WHAT YOU SHOULD DO:
Copy out, from the entries below, each line holding the string "must".

────────

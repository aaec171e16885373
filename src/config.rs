//! Run configuration: optional TOML file merged with command-line overrides.
//!
//! Precedence is CLI flag > config file > built-in default. Relative paths in
//! the file resolve against the file's own directory.

use anyhow::{anyhow, Context, Result};
use serde::Deserialize;
use std::fmt;
use std::fs;
use std::path::{Path, PathBuf};

use crate::canopy::CanopyParams;
use crate::constants::{
    DEFAULT_COMPRESSION_LEVEL, DEFAULT_LOOSE_THRESHOLD, DEFAULT_TIGHT_THRESHOLD,
    MAX_COMPRESSION_LEVEL,
};

#[derive(Debug, Default, Deserialize)]
#[serde(deny_unknown_fields)]
pub struct ConfigFile {
    #[serde(default)]
    pub input: InputSettings,
    #[serde(default)]
    pub canopy: CanopySettings,
    #[serde(default)]
    pub runtime: RuntimeSettings,
    #[serde(default)]
    pub output: OutputSettings,
}

#[derive(Debug, Default, Deserialize)]
#[serde(deny_unknown_fields)]
pub struct InputSettings {
    pub sequence: Option<PathBuf>,
    pub pairs: Option<PathBuf>,
}

#[derive(Debug, Default, Deserialize)]
#[serde(deny_unknown_fields)]
pub struct CanopySettings {
    pub t1: Option<f64>,
    pub t2: Option<f64>,
    pub sample: Option<usize>,
    pub seed: Option<u64>,
}

#[derive(Debug, Default, Deserialize)]
#[serde(deny_unknown_fields)]
pub struct RuntimeSettings {
    pub threads: Option<usize>,
    pub level: Option<u32>,
}

#[derive(Debug, Default, Deserialize)]
#[serde(deny_unknown_fields)]
pub struct OutputSettings {
    pub results_dir: Option<PathBuf>,
    pub path: Option<PathBuf>,
    pub include_fringe: Option<bool>,
}

/// Values supplied on the command line. `None` means "not given".
#[derive(Debug, Default, Clone)]
pub struct RunOverrides {
    pub sequence: Option<PathBuf>,
    pub pairs: Option<PathBuf>,
    pub sample: Option<usize>,
    pub t1: Option<f64>,
    pub t2: Option<f64>,
    pub seed: Option<u64>,
    pub threads: Option<usize>,
    pub level: Option<u32>,
    pub results_dir: Option<PathBuf>,
    pub output: Option<PathBuf>,
    pub include_fringe: bool,
}

/// Fully resolved and validated run configuration.
#[derive(Debug, Clone)]
pub struct RunConfig {
    pub sequence: PathBuf,
    pub pairs: Option<PathBuf>,
    /// 0 = sample mode disabled.
    pub sample: usize,
    pub params: CanopyParams,
    pub seed: Option<u64>,
    /// 0 = rayon default.
    pub threads: usize,
    pub level: u32,
    pub results_dir: Option<PathBuf>,
    pub output: Option<PathBuf>,
    pub include_fringe: bool,
}

pub fn parse_config(path: &Path) -> Result<ConfigFile> {
    let contents = fs::read_to_string(path)
        .context(format!("Failed to read config file: {}", path.display()))?;

    let config: ConfigFile = toml::from_str(&contents).context("Failed to parse TOML config")?;

    Ok(config)
}

pub fn resolve_path(base: &Path, path: &Path) -> PathBuf {
    if path.is_absolute() {
        path.to_path_buf()
    } else {
        base.join(path)
    }
}

impl RunConfig {
    /// Merge an optional config file (with the directory its relative paths
    /// resolve against) and CLI overrides, then validate.
    pub fn resolve(file: Option<(ConfigFile, &Path)>, cli: RunOverrides) -> Result<Self> {
        let (file, base) = match file {
            Some((cfg, base)) => (cfg, Some(base)),
            None => (ConfigFile::default(), None),
        };
        let rebase = |p: PathBuf| match base {
            Some(b) => resolve_path(b, &p),
            None => p,
        };

        let sequence = cli
            .sequence
            .or_else(|| file.input.sequence.map(rebase))
            .ok_or_else(|| anyhow!("A sequence file is required (--sequence or [input].sequence)"))?;

        // Mode keys come from one source as a unit: `--pairs` or `--sample`
        // on the command line replace both file settings.
        let (pairs, sample, source) = if cli.pairs.is_some() || cli.sample.is_some() {
            (cli.pairs, cli.sample.unwrap_or(0), "command line")
        } else {
            (
                file.input.pairs.map(rebase),
                file.canopy.sample.unwrap_or(0),
                "config file",
            )
        };

        if pairs.is_some() && sample > 0 {
            return Err(anyhow!(
                "Pairs file and sample size are mutually exclusive; choose one mode ({})",
                source
            ));
        }

        let t1 = cli.t1.or(file.canopy.t1).unwrap_or(DEFAULT_TIGHT_THRESHOLD);
        let t2 = cli.t2.or(file.canopy.t2).unwrap_or(DEFAULT_LOOSE_THRESHOLD);
        let params = CanopyParams::new(t1, t2)?;

        let level = cli
            .level
            .or(file.runtime.level)
            .unwrap_or(DEFAULT_COMPRESSION_LEVEL);
        if level > MAX_COMPRESSION_LEVEL {
            return Err(anyhow!(
                "Compression level must be between 0 and {} (got {})",
                MAX_COMPRESSION_LEVEL,
                level
            ));
        }

        Ok(RunConfig {
            sequence,
            pairs,
            sample,
            params,
            seed: cli.seed.or(file.canopy.seed),
            threads: cli.threads.or(file.runtime.threads).unwrap_or(0),
            level,
            results_dir: cli.results_dir.or_else(|| file.output.results_dir.map(rebase)),
            output: cli.output.or_else(|| file.output.path.map(rebase)),
            include_fringe: cli.include_fringe || file.output.include_fringe.unwrap_or(false),
        })
    }
}

fn show(path: &Option<PathBuf>) -> String {
    path.as_ref()
        .map_or_else(String::new, |p| p.display().to_string())
}

impl fmt::Display for RunConfig {
    fn fmt(&self, f: &mut fmt::Formatter<'_>) -> fmt::Result {
        writeln!(f, "Parameters")?;
        writeln!(f, "  Sequence file:     {}", self.sequence.display())?;
        writeln!(f, "  Results directory: {}", show(&self.results_dir))?;
        writeln!(f, "  Output:            {}", show(&self.output))?;
        writeln!(f, "  Pairs:             {}", show(&self.pairs))?;
        writeln!(f, "  T1 (tight):        {}", self.params.tight())?;
        writeln!(f, "  T2 (loose):        {}", self.params.loose())?;
        writeln!(f, "  Sample:            {}", self.sample)?;
        writeln!(f, "  Threads:           {}", self.threads)?;
        writeln!(f, "  Level:             {}", self.level)?;
        write!(f, "  Include fringe:    {}", self.include_fringe)
    }
}
//! Argument parsing utilities for CLI flags.

/// Parse a distance threshold (`--t1`, `--t2`): a finite, non-negative number.
///
/// The ordering `t1 < t2` is checked later, once both values (and any config
/// file values) are known.
pub fn parse_threshold(s: &str) -> Result<f64, String> {
    let value: f64 = s
        .parse()
        .map_err(|_| format!("'{}' is not a valid number", s))?;
    if !value.is_finite() || value < 0.0 {
        return Err(format!(
            "threshold must be a finite, non-negative number, got {}",
            value
        ));
    }
    Ok(value)
}

/// Parse a sample size. 0 disables sample mode.
pub fn parse_sample_size(s: &str) -> Result<usize, String> {
    s.parse()
        .map_err(|_| format!("'{}' is not a valid non-negative integer", s))
}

────────

YOUR RESPONSE:
                "Compression level must be between 0 and {} (got {})",
            "threshold must be a finite, non-negative number, got {}",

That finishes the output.